--- Collected data ---
----

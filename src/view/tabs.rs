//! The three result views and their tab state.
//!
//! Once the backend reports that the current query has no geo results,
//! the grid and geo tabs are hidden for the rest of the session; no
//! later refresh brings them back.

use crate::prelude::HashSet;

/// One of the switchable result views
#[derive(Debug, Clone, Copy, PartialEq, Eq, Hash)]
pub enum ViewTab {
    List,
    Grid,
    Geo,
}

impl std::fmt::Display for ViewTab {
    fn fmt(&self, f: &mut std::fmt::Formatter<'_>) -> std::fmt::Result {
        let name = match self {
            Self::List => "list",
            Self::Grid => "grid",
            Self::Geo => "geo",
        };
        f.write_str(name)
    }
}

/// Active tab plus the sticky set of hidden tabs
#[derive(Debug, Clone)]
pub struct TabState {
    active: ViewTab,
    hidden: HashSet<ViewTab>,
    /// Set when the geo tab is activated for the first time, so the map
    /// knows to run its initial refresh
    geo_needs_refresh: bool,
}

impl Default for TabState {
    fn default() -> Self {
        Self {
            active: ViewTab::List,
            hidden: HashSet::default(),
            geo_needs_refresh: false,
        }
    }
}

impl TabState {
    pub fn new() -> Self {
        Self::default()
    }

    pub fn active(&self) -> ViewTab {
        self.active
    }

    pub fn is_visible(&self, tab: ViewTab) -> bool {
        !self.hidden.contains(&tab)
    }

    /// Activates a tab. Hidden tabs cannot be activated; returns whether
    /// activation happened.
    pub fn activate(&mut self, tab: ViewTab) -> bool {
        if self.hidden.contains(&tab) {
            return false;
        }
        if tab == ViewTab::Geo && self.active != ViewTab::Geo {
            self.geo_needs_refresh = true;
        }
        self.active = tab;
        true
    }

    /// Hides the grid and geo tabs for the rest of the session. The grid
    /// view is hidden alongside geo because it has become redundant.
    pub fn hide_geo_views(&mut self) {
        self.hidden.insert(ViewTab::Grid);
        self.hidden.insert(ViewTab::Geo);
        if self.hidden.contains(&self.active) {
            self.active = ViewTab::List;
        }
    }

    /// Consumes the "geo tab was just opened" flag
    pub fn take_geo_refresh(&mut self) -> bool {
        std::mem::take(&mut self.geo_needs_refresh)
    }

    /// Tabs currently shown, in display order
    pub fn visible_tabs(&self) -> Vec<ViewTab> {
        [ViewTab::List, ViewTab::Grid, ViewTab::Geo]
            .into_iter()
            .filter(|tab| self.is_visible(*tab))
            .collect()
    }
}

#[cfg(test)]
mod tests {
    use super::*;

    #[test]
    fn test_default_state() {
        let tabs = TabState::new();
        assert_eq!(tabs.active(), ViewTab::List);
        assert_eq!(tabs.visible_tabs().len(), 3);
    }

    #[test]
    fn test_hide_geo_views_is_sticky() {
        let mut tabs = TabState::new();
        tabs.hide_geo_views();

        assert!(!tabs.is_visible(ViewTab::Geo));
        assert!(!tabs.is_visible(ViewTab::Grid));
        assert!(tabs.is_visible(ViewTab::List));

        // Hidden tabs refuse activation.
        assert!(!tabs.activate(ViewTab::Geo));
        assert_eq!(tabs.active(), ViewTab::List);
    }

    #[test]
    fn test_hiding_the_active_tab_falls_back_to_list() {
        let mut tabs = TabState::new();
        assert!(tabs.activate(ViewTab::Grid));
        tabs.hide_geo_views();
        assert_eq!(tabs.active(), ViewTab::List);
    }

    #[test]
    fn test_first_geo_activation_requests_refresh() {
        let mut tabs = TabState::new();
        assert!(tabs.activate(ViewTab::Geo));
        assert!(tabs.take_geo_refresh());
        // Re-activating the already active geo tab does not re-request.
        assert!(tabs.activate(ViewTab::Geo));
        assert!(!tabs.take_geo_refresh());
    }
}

----

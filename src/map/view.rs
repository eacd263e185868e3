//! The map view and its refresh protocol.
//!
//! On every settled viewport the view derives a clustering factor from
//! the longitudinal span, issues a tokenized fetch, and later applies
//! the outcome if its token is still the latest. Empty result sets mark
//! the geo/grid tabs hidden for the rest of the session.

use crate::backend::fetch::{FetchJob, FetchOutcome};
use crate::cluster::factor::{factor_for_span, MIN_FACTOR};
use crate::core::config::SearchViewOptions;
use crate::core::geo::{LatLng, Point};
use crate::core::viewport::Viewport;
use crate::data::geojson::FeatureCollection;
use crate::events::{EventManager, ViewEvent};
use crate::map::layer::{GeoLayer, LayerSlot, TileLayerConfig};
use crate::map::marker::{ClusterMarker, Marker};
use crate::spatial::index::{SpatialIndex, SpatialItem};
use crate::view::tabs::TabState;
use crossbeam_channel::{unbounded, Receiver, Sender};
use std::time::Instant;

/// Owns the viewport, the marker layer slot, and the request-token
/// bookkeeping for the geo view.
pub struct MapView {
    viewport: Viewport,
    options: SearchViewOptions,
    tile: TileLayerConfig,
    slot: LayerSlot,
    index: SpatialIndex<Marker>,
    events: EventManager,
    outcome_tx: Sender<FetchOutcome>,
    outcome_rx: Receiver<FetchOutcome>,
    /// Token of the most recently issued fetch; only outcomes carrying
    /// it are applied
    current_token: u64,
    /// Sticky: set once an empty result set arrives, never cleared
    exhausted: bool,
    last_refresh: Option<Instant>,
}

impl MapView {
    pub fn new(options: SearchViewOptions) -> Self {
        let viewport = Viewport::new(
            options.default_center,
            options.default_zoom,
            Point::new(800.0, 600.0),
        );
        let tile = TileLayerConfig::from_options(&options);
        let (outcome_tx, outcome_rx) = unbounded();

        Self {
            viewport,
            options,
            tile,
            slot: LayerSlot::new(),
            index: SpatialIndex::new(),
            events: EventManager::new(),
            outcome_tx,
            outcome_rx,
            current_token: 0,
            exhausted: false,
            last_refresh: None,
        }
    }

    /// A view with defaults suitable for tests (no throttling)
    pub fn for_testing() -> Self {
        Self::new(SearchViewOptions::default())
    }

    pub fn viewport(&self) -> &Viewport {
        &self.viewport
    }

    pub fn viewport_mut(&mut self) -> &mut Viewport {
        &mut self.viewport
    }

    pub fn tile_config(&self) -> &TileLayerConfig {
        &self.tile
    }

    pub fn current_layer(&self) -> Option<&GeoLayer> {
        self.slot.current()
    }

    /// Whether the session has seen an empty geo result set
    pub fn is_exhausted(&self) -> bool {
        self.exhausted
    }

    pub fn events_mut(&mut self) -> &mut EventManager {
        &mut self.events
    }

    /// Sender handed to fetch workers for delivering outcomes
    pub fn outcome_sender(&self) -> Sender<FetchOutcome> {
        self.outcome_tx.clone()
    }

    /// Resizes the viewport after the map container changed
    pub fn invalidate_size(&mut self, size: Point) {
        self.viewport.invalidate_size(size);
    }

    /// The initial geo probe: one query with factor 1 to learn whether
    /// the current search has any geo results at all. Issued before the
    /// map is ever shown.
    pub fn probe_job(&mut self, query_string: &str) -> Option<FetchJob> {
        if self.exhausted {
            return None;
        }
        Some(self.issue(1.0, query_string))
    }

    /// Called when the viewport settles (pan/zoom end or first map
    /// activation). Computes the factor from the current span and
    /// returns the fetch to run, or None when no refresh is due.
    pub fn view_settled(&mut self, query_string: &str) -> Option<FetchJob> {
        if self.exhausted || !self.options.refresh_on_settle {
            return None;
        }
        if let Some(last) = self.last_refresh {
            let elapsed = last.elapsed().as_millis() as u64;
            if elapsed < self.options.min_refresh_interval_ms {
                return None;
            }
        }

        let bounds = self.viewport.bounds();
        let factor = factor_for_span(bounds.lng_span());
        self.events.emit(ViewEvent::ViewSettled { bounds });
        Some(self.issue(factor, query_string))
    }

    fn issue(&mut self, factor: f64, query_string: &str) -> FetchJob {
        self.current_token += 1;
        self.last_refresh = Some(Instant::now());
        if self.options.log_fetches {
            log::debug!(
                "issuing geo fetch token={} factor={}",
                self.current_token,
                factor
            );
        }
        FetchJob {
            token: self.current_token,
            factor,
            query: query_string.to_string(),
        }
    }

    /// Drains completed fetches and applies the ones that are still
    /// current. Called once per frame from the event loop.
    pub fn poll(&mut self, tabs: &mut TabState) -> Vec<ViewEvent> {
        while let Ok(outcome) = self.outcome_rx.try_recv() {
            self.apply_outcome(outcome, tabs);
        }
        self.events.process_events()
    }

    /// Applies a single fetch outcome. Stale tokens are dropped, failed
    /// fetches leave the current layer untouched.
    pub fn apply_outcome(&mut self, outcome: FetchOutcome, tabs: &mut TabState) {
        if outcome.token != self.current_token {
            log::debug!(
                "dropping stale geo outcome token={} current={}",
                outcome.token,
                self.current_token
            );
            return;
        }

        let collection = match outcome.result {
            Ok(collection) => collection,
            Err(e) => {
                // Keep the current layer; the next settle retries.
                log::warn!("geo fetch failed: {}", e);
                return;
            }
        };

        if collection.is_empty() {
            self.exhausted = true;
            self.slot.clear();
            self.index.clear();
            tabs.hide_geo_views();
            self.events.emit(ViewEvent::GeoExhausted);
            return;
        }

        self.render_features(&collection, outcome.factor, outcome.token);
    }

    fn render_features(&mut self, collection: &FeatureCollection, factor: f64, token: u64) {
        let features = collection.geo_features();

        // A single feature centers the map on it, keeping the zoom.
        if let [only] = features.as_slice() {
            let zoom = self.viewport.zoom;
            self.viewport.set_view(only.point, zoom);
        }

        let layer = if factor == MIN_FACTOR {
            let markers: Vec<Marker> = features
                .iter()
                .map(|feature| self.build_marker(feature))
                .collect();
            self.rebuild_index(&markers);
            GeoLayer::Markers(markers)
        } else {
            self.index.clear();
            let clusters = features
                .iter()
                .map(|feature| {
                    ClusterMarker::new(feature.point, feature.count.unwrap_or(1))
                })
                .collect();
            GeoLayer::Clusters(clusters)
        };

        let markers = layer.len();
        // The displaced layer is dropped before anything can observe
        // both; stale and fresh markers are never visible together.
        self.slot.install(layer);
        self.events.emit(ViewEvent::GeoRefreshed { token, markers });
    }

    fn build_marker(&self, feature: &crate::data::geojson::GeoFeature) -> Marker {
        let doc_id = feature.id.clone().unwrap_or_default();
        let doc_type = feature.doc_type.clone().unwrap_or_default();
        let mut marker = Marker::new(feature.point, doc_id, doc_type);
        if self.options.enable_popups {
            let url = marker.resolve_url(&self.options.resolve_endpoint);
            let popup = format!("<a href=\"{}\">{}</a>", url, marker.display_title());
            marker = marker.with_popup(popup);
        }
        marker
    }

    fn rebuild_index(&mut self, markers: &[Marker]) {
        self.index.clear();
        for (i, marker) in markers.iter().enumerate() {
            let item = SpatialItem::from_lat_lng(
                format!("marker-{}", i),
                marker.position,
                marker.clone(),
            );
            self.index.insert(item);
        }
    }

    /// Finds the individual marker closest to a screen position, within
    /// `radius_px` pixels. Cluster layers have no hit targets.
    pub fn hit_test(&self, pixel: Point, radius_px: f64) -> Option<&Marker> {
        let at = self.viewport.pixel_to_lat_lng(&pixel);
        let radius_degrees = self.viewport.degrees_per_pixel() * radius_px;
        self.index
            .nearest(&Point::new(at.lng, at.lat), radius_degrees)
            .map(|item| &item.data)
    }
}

----

--- YOUR TASK ---
Which lines above hold the string "that"? Copy each of them.

--- COMPLETED TASK ---
//! Once the backend reports that the current query has no geo results,
    /// Drains completed fetches and applies the ones that are still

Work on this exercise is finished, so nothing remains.